Nineteen years ago, hugely pregnant and already several weeks past due, A. sat down on the sofa in her living room and turned on the television set. As luck would have it, the opening credits of a film were just coming onscreen. It was “The Nun’s Story,” a nineteen-fifties Hollywood drama starring Audrey Hepburn. Glad for the distraction, A. settled in to watch the movie and immediately go caught up in it. Halfway through, she went into labor. Her husband drove her to the hospital, and she never learned how the film turned out.
Three years later, pregnant with her second child, A. sat down on the sofa and turned on the television set once again. Once again a film was playing, and once again it was “The Nun’s Story,” with Audrey Hepburn.
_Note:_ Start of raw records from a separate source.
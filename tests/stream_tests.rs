mod common;

use base64::{engine::general_purpose::STANDARD, Engine as _};
use common::*;
use fileshare::blocking::BlockingFile;
use fileshare::emulator::MemoryTransport;
use fileshare::file::{FileServiceClient, LocationMode, RequestOptions, ShareClient};
use fileshare::stream::{OpenReadOptions, OpenWriteOptions};
use fileshare::transport::headers::X_MS_RANGE;
use fileshare::transport::StorageRequest;
use fileshare::{FileShareError, Operation};
use rand::{rngs::StdRng, Rng, SeedableRng};
use reqwest::header::IF_MATCH;
use reqwest::{Method, StatusCode};
use std::io::{Cursor, Read, Seek, SeekFrom, Write};
use std::sync::Arc;
use std::time::Duration;

const SMALL: usize = 1024;

fn small_options() -> RequestOptions {
    RequestOptions {
        minimum_read_size: SMALL,
        stream_write_size: SMALL,
        ..fast_options()
    }
}

fn small_client(service: &MemoryTransport) -> FileServiceClient {
    key_client(service).with_options(small_options()).unwrap()
}

async fn small_setup() -> (MemoryTransport, ShareClient) {
    let (service, _client, _share) = setup().await;
    let share = small_client(&service).share(SHARE).unwrap();
    (service, share)
}

fn range_reads(requests: &[StorageRequest]) -> Vec<&StorageRequest> {
    requests
        .iter()
        .filter(|r| r.method == Method::GET && r.header_str(X_MS_RANGE).is_some())
        .collect()
}

#[cfg(test)]
mod read_stream_tests {
    use super::*;

    #[tokio::test]
    async fn test_round_trip_around_read_size() {
        let (_service, share) = small_setup().await;

        for size in [0, 1, SMALL - 1, SMALL, SMALL + 1, 5 * SMALL + 17] {
            let data = pattern(size);
            let path = format!("round-trip-{size}.bin");
            let file = upload(&share, &path, &data).await;

            let mut stream = file.open_read(OpenReadOptions::default()).await.unwrap();
            let mut out = Vec::new();
            stream.read_to_end(&mut out).await.unwrap();
            assert_eq!(out, data, "content mismatch for {size} bytes");
            assert_eq!(stream.length().await.unwrap(), size as u64);
        }
    }

    #[tokio::test]
    async fn test_reads_near_and_past_the_end() {
        let (_service, share) = small_setup().await;
        let data = pattern(3000);
        let file = upload(&share, "tail.bin", &data).await;

        let mut stream = file.open_read(OpenReadOptions::default()).await.unwrap();
        let length = stream.length().await.unwrap();
        stream.seek(SeekFrom::Start(length - 128)).await.unwrap();
        let mut buf = vec![0u8; 1024];
        assert_eq!(stream.read(&mut buf).await.unwrap(), 128);
        assert_eq!(&buf[..128], &data[data.len() - 128..]);
        assert_eq!(stream.read(&mut buf).await.unwrap(), 0);

        stream.seek(SeekFrom::End(500)).await.unwrap();
        assert_eq!(stream.position(), length + 500);
        assert_eq!(stream.read(&mut buf).await.unwrap(), 0);

        let err = stream.seek(SeekFrom::Current(-(length as i64) - 600)).await.unwrap_err();
        assert!(matches!(err, FileShareError::InvalidArgument(_)));
    }

    #[tokio::test]
    async fn test_fetches_use_minimum_read_size() {
        let (service, share) = small_setup().await;
        let file = upload(&share, "ranges.bin", &pattern(4 * SMALL)).await;

        let mut stream = file.open_read(OpenReadOptions::default()).await.unwrap();
        service.clear_requests();

        let mut buf = [0u8; 10];
        for _ in 0..50 {
            stream.read(&mut buf).await.unwrap();
        }
        let requests = service.requests();
        let fetches = range_reads(&requests);
        assert_eq!(fetches.len(), 1, "small reads are served from one buffer");
        assert_eq!(fetches[0].header_str(X_MS_RANGE), Some("bytes=0-1023"));
    }

    #[tokio::test]
    async fn test_changed_file_fails_the_stream() {
        let (service, share) = small_setup().await;
        let file = upload(&share, "moving.bin", &pattern(4 * SMALL)).await;

        let mut stream = file.open_read(OpenReadOptions::default()).await.unwrap();
        let mut buf = vec![0u8; SMALL];
        assert_eq!(stream.read(&mut buf).await.unwrap(), SMALL);

        let mut writer = share.file("moving.bin").unwrap();
        writer.metadata.insert("touched", "yes");
        writer.set_metadata().await.unwrap();

        service.clear_requests();
        let err = stream.read(&mut buf).await.unwrap_err();
        assert!(matches!(err, FileShareError::PreconditionFailed { .. }));
        assert_eq!(err.status(), Some(412));

        // Terminal: later reads fail without going back to the service
        let err = stream.read(&mut buf).await.unwrap_err();
        assert!(matches!(err, FileShareError::PreconditionFailed { .. }));
        assert_eq!(range_reads(&service.requests()).len(), 1);
    }

    #[tokio::test]
    async fn test_deferred_open_pins_on_first_fetch() {
        let (service, share) = small_setup().await;
        let data = pattern(2 * SMALL + 5);
        upload(&share, "lazy.bin", &data).await;
        service.clear_requests();

        let file = share.file("lazy.bin").unwrap();
        let options = OpenReadOptions {
            prefetch_attributes: false,
            ..OpenReadOptions::default()
        };
        let mut stream = file.open_read(options).await.unwrap();
        assert!(service.requests().is_empty());
        assert_eq!(stream.etag(), None);

        let mut out = Vec::new();
        stream.read_to_end(&mut out).await.unwrap();
        assert_eq!(out, data);
        assert!(stream.etag().is_some());
        assert_eq!(stream.length().await.unwrap(), data.len() as u64);

        let requests = service.requests();
        let fetches = range_reads(&requests);
        assert!(fetches[0].header_str(IF_MATCH.as_str()).is_none());
        assert!(fetches[1..].iter().all(|r| r.header_str(IF_MATCH.as_str()) == stream.etag()));
    }

    #[tokio::test]
    async fn test_deferred_open_reads_nothing_near_u64_max() {
        let (service, share) = small_setup().await;
        let file = upload(&share, "far.bin", &pattern(100)).await;
        let options = OpenReadOptions {
            prefetch_attributes: false,
            ..OpenReadOptions::default()
        };
        let mut stream = file.open_read(options).await.unwrap();
        service.clear_requests();

        let mut buf = [0u8; 16];
        stream.seek(SeekFrom::Start(u64::MAX - 10)).await.unwrap();
        assert_eq!(stream.read(&mut buf).await.unwrap(), 0);
        let requests = service.requests();
        let fetches = range_reads(&requests);
        assert_eq!(fetches.len(), 1);
        assert_eq!(
            fetches[0].header_str(X_MS_RANGE),
            Some(format!("bytes={}-{}", u64::MAX - 10, u64::MAX - 1).as_str())
        );

        service.clear_requests();
        stream.seek(SeekFrom::Start(u64::MAX)).await.unwrap();
        assert_eq!(stream.read(&mut buf).await.unwrap(), 0);
        assert!(service.requests().is_empty());

        // The stream is still usable afterwards
        stream.seek(SeekFrom::Start(90)).await.unwrap();
        assert_eq!(stream.read(&mut buf).await.unwrap(), 10);
        assert_eq!(&buf[..10], &pattern(100)[90..]);
    }

    #[tokio::test]
    async fn test_transient_failure_retries_same_range() {
        let (service, share) = small_setup().await;
        let data = pattern(3 * SMALL);
        let file = upload(&share, "flaky.bin", &data).await;

        let mut stream = file.open_read(OpenReadOptions::default()).await.unwrap();
        service.clear_requests();
        service.inject_faults([StatusCode::SERVICE_UNAVAILABLE, StatusCode::INTERNAL_SERVER_ERROR]);

        let mut buf = vec![0u8; 100];
        assert_eq!(stream.read(&mut buf).await.unwrap(), 100);
        assert_eq!(&buf[..], &data[..100]);

        let requests = service.requests();
        let fetches = range_reads(&requests);
        assert_eq!(fetches.len(), 3);
        for fetch in &fetches {
            assert_eq!(fetch.header_str(X_MS_RANGE), Some("bytes=0-1023"));
            assert_eq!(fetch.header_str(IF_MATCH.as_str()), stream.etag());
        }
    }

    #[tokio::test]
    async fn test_retries_give_up_eventually() {
        let (service, share) = small_setup().await;
        let file = upload(&share, "down.bin", &pattern(10)).await;
        let mut stream = file.open_read(OpenReadOptions::default()).await.unwrap();

        service.inject_faults([StatusCode::SERVICE_UNAVAILABLE; 10]);
        let mut buf = [0u8; 10];
        let err = stream.read(&mut buf).await.unwrap_err();
        assert!(err.is_retryable());
        assert_eq!(err.status(), Some(503));
    }

    #[tokio::test]
    async fn test_secondary_serves_retried_reads() {
        let (service, _client, share) = setup().await;
        upload(&share, "geo.bin", &pattern(64)).await;

        let client = key_client(&service)
            .with_options(RequestOptions {
                location_mode: LocationMode::PrimaryThenSecondary,
                ..fast_options()
            })
            .unwrap();
        let file = client.share(SHARE).unwrap().file("geo.bin").unwrap();

        service.clear_requests();
        service.inject_faults([StatusCode::SERVICE_UNAVAILABLE]);
        let bytes = file.download_range(0, 64).await.unwrap();
        assert_eq!(bytes.as_ref(), &pattern(64)[..]);

        let hosts: Vec<String> = service
            .requests()
            .iter()
            .map(|r| r.url.host_str().unwrap_or_default().to_string())
            .collect();
        assert_eq!(
            hosts,
            vec![
                "devstoreaccount1.file.core.windows.net".to_string(),
                "devstoreaccount1-secondary.file.core.windows.net".to_string(),
            ]
        );
    }
}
Even more remarkable (and A. was very emphatic about this point), she had tuned in to the film at the precise moment where she left off three years earlier. This time, she was able to see the film through to the end. Less than fifteen minutes later, her water broke, and she went off tot he hospital to give birth for the second time.
These two daughters are A.’s only children. The first labor was extremely difficult (my friend nearly didn’t make it and was ill for many months afterward), but the second delivery went smoothly, with no complications of any kind.
Orwell and Didion’s pieces are traditional essays, with personal episodes that spin into ideas, which they pull in unexpected directions.
Auster’s image-driven piece might be described as either a collage essay or a lyric essay. A series of unconnected, vividly written scenes that readers must yoke together on their own. The connections made explicitly in a traditional essay are made implicitly in a lyric essay. Many say the lyric essay and its variants (collage/segmented, braided, hermit crab essays) are as much poetry and memoir as essay.
The writing exercise: In 200-300 words, use a memory to tell me why you write. You can be as expository about why you write as Orwell or Didion, or as indirect as Auster.